You’re welcome. And yes, as I have family members who have bought into the lie that this particular sexual sin is a moral good (or at the very least, not sinful or wrong), this issue does concern me because I hope for the salvation of all my family and friends. I hope you will join me in praying for them. Because of people like Fr. Martin who are leading Catholics and non-Catholics alike astray with faulty exegesis (and
not only on the homosexual front, as evidenced by his tweets over the last few years on the Syrophoenician woman) and erroneous theology, I feel it is necessary that I do everything I can (in my very limited reach) to show people the truth in love, as we are called to do: to “love one another”. Perhaps Fr. Martin’s heart is in the right place, in that he wants all people to respect and love those people who experience same-sex attraction, but I’d like to respond to your comments here, and a few of others, as these comments and feelings show how far the errors that Fr. Martin has voiced have spread.
First, look at the other thread in this forum, where even Catholic parents at a Catholic school apparently see nothing wrong with the state sanctioned same-sex marriage of a teacher. They feel she should do as she pleases, yet they are up in arms when the school fires said teacher as they try to uphold the faith and morals of the Catholic Church. The school has every right, even
the duty, to do this action. The disconnect here is wide, and it is clear why it
seems so many people in the Church are focused on this homosexual issue: because a lot of people are confused about it and it has continually been in the public’s eye for over a decade.

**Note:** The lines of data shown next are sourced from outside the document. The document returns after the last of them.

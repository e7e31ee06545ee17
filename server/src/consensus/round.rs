//! One consensus round per `OracleRequest`.
//!
//! The round state lives in a single atomic word: `OPEN`, `EXHAUSTED`, or
//! `DECIDED_BASE + slot` where `slot` identifies the winning status. Moving
//! out of `OPEN` is one compare-and-set, so two codes reaching the threshold
//! at the same time cannot both win.

use std::sync::atomic::{AtomicU32, AtomicU8, Ordering};
use std::time::Duration;

use chrono::{DateTime, Utc};
use futures_util::stream::{FuturesUnordered, StreamExt};
use serde::Serialize;
use tracing::{debug, info, trace};
use uuid::Uuid;

use super::tally::{StatusTally, TallyEntry};
use crate::ledger::SubmissionOutcome;
use crate::models::{ConsensusResult, FlightRequest, FlightStatus, OracleRecord};
use crate::services::ResponseSubmitter;

const OPEN: u8 = 0;
const EXHAUSTED: u8 = 1;
const DECIDED_BASE: u8 = 2;

#[derive(Debug, Clone, Copy, PartialEq, Eq, Serialize)]
#[serde(tag = "state", content = "status", rename_all = "snake_case")]
pub enum RoundState {
    Open,
    Decided(FlightStatus),
    /// Every oracle was evaluated, or the round timed out, below threshold.
    Exhausted,
}

impl RoundState {
    fn decode(word: u8) -> Self {
        match word {
            OPEN => RoundState::Open,
            EXHAUSTED => RoundState::Exhausted,
            decided => FlightStatus::from_slot(usize::from(decided - DECIDED_BASE))
                .map(RoundState::Decided)
                .unwrap_or(RoundState::Exhausted),
        }
    }
}

/// Final account of a round, kept for observers.
#[derive(Debug, Clone, Serialize)]
pub struct RoundReport {
    pub round_id: Uuid,
    pub request: FlightRequest,
    pub outcome: RoundState,
    pub threshold: u32,
    pub tally: Vec<TallyEntry>,
    pub matching_oracles: u32,
    pub accepted: u32,
    pub rejected: u32,
    /// Accepted after the round was already decided.
    pub late_accepted: u32,
    pub timed_out: bool,
    pub started_at: DateTime<Utc>,
    pub finished_at: DateTime<Utc>,
}

impl RoundReport {
    pub fn accepted_code(&self) -> Option<FlightStatus> {
        match self.outcome {
            RoundState::Decided(status) => Some(status),
            _ => None,
        }
    }

    pub fn reached_threshold(&self) -> bool {
        self.accepted_code().is_some()
    }

    /// A verified airline delay is the one outcome that pays insurees.
    pub fn credits_insurees(&self) -> bool {
        self.accepted_code() == Some(FlightStatus::LateAirline)
    }

    pub fn result(&self) -> ConsensusResult {
        ConsensusResult {
            flight_key: self.request.key(),
            accepted_code: self.accepted_code(),
            reached_threshold: self.reached_threshold(),
        }
    }

    pub fn count(&self, status: FlightStatus) -> u32 {
        self.tally
            .iter()
            .find(|entry| entry.status == status)
            .map(|entry| entry.count)
            .unwrap_or_default()
    }
}

pub struct ConsensusRound {
    id: Uuid,
    request: FlightRequest,
    threshold: u32,
    tally: StatusTally,
    state: AtomicU8,
    matching: AtomicU32,
    accepted: AtomicU32,
    rejected: AtomicU32,
    late_accepted: AtomicU32,
    started_at: DateTime<Utc>,
}

impl ConsensusRound {
    pub fn new(request: FlightRequest, threshold: u32) -> Self {
        Self {
            id: Uuid::new_v4(),
            request,
            threshold: threshold.max(1),
            tally: StatusTally::new(),
            state: AtomicU8::new(OPEN),
            matching: AtomicU32::new(0),
            accepted: AtomicU32::new(0),
            rejected: AtomicU32::new(0),
            late_accepted: AtomicU32::new(0),
            started_at: Utc::now(),
        }
    }

    pub fn id(&self) -> Uuid {
        self.id
    }

    pub fn request(&self) -> &FlightRequest {
        &self.request
    }

    pub fn state(&self) -> RoundState {
        RoundState::decode(self.state.load(Ordering::Acquire))
    }

    pub fn tally(&self) -> &StatusTally {
        &self.tally
    }

    /// Count an accepted response. Returns `true` if it decided the round.
    pub fn record_accepted(&self, status: FlightStatus) -> bool {
        let was_open = self.state.load(Ordering::Acquire) == OPEN;
        self.accepted.fetch_add(1, Ordering::AcqRel);

        let count = self.tally.record(status);
        if count >= self.threshold
            && self
                .state
                .compare_exchange(
                    OPEN,
                    DECIDED_BASE + status.slot() as u8,
                    Ordering::AcqRel,
                    Ordering::Acquire,
                )
                .is_ok()
        {
            return true;
        }

        if !was_open {
            self.late_accepted.fetch_add(1, Ordering::AcqRel);
        }
        false
    }

    pub fn record_rejected(&self) {
        self.rejected.fetch_add(1, Ordering::AcqRel);
    }

    /// Close the round; an undecided round becomes exhausted.
    pub fn finish(&self) -> RoundState {
        let _ = self
            .state
            .compare_exchange(OPEN, EXHAUSTED, Ordering::AcqRel, Ordering::Acquire);
        self.state()
    }

    /// Submit a response for every oracle holding the request index and
    /// tally the verdicts as they complete, in whatever order that is.
    pub async fn run(
        &self,
        oracles: &[OracleRecord],
        submitter: &ResponseSubmitter,
        timeout: Duration,
    ) -> RoundReport {
        let index = self.request.request_index;

        let evaluate = async {
            let mut pending: FuturesUnordered<_> = oracles
                .iter()
                .filter(|oracle| {
                    let holds = oracle.holds(index);
                    if !holds {
                        trace!(
                            round = %self.id,
                            oracle = %oracle.identity,
                            indexes = ?oracle.indexes,
                            index,
                            "oracle does not hold the request index"
                        );
                    }
                    holds
                })
                .map(|oracle| async move {
                    let status = submitter.generate_status();
                    let outcome = submitter.submit(oracle, &self.request, status).await;
                    (oracle, status, outcome)
                })
                .collect();
            self.matching.store(pending.len() as u32, Ordering::Release);

            while let Some((oracle, status, outcome)) = pending.next().await {
                self.observe(oracle, status, outcome);
            }
        };

        let timed_out = tokio::time::timeout(timeout, evaluate).await.is_err();
        self.finish();
        self.snapshot(timed_out)
    }

    fn observe(&self, oracle: &OracleRecord, status: FlightStatus, outcome: SubmissionOutcome) {
        match outcome {
            SubmissionOutcome::Accepted => {
                let decided = self.record_accepted(status);
                debug!(
                    round = %self.id,
                    oracle = %oracle.identity,
                    status = %status,
                    count = self.tally.count(status),
                    "oracle response accepted"
                );
                if decided {
                    info!(
                        round = %self.id,
                        flight = %self.request.key(),
                        status = %status,
                        "status reached consensus threshold"
                    );
                }
            }
            SubmissionOutcome::Rejected(reason) => {
                self.record_rejected();
                debug!(
                    round = %self.id,
                    oracle = %oracle.identity,
                    reason = ?reason,
                    "oracle response rejected"
                );
            }
        }
    }

    /// Report of the round as it stands now.
    pub fn snapshot(&self, timed_out: bool) -> RoundReport {
        RoundReport {
            round_id: self.id,
            request: self.request.clone(),
            outcome: self.state(),
            threshold: self.threshold,
            tally: self.tally.snapshot(),
            matching_oracles: self.matching.load(Ordering::Acquire),
            accepted: self.accepted.load(Ordering::Acquire),
            rejected: self.rejected.load(Ordering::Acquire),
            late_accepted: self.late_accepted.load(Ordering::Acquire),
            timed_out,
            started_at: self.started_at,
            finished_at: Utc::now(),
        }
    }
}

#[cfg(test)]
mod tests {
    use std::sync::Arc;

    use super::*;
    use crate::models::Identity;

    fn request() -> FlightRequest {
        FlightRequest {
            request_index: 4,
            airline: Identity::new("0xairline"),
            flight: "ND1309".to_string(),
            timestamp: 1_700_000_000,
        }
    }

    #[test]
    fn first_status_to_reach_threshold_wins() {
        let round = ConsensusRound::new(request(), 3);
        assert!(!round.record_accepted(FlightStatus::OnTime));
        assert!(!round.record_accepted(FlightStatus::OnTime));
        assert!(!round.record_accepted(FlightStatus::LateWeather));
        assert!(!round.record_accepted(FlightStatus::LateWeather));
        assert!(round.record_accepted(FlightStatus::LateWeather));
        assert_eq!(round.state(), RoundState::Decided(FlightStatus::LateWeather));

        // Later responses are counted but never move the outcome.
        assert!(!round.record_accepted(FlightStatus::OnTime));
        assert_eq!(round.tally().count(FlightStatus::OnTime), 3);
        assert_eq!(round.finish(), RoundState::Decided(FlightStatus::LateWeather));
        assert_eq!(round.late_accepted.load(Ordering::Acquire), 1);
        assert!(!round.snapshot(false).credits_insurees());
    }

    #[test]
    fn finishing_below_threshold_exhausts_the_round() {
        let round = ConsensusRound::new(request(), 3);
        round.record_accepted(FlightStatus::LateOther);
        round.record_rejected();
        assert_eq!(round.state(), RoundState::Open);
        assert_eq!(round.finish(), RoundState::Exhausted);

        // Terminal: a threshold crossing afterwards does not decide it.
        round.record_accepted(FlightStatus::LateOther);
        assert!(!round.record_accepted(FlightStatus::LateOther));
        assert_eq!(round.state(), RoundState::Exhausted);
    }

    #[tokio::test(flavor = "multi_thread", worker_threads = 4)]
    async fn concurrent_completions_produce_a_single_winner() {
        let round = Arc::new(ConsensusRound::new(request(), 3));
        let statuses = [
            FlightStatus::OnTime,
            FlightStatus::LateAirline,
            FlightStatus::LateWeather,
            FlightStatus::LateTechnical,
        ];

        let handles: Vec<_> = (0..64)
            .map(|i| {
                let round = Arc::clone(&round);
                let status = statuses[i % statuses.len()];
                tokio::spawn(async move { round.record_accepted(status) })
            })
            .collect();

        let mut winners = 0;
        for handle in handles {
            if handle.await.unwrap() {
                winners += 1;
            }
        }

        assert_eq!(winners, 1);
        assert_eq!(round.tally().total(), 64);
        assert!(matches!(round.state(), RoundState::Decided(_)));
    }

    #[test]
    fn report_exposes_consensus_result() {
        let round = ConsensusRound::new(request(), 1);
        round.record_accepted(FlightStatus::LateAirline);
        round.finish();
        let report = round.snapshot(false);

        assert_eq!(report.accepted_code(), Some(FlightStatus::LateAirline));
        assert!(report.credits_insurees());
        assert_eq!(report.count(FlightStatus::LateAirline), 1);
        assert_eq!(
            report.result(),
            ConsensusResult {
                flight_key: request().key(),
                accepted_code: Some(FlightStatus::LateAirline),
                reached_threshold: true,
            }
        );

        let json = serde_json::to_value(&report).unwrap();
        assert_eq!(json["outcome"]["state"], "decided");
        assert_eq!(json["outcome"]["status"], "LATE_AIRLINE");
    }
}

It’s like how people claim the Church always talks about sex and how this great gift is abused. That’s not the case at all. Our modern culture has placed sex on a pedestal. It is the culture that has made sex hyper-relevant in the last 50-60 years. The same is true with the state sanctioned same-sex marriage debate. The culture wants to keep talking about it. The Church has to push back and say, “this is not good for you”, just as it needs to push back against polygamy, polyamory, adultery, divorce, masturbation, etc. But these things are not dominating the cultural milieu right now. This push to recognize sexual acts between homosexual persons (in a monogamous relationship or otherwise) as a moral good
IS dominating, and this is why the Church is seen as being “too vocal” right now by those both inside and outside the Church. This perception is just as wrongheaded and incorrect as claiming that the Catholic Church is “obsessed with sex”
Second, I’d like to briefly address Fr. Martin’s exegesis on the Samaritan woman, as it is a great case of
eisegesis, just as his interpretation of the Levitical Law is nothing more than eisegesis.
We have to realize that in this passage, as all Christians have up until the 20th century, Jesus is teaching
us through this woman. Jesus did not nearly fall into the same error that the Pharisees did. St. John Chrysostom gives an orthodox interpretation
in his Homily 52 on St. Matthew’s Gospel.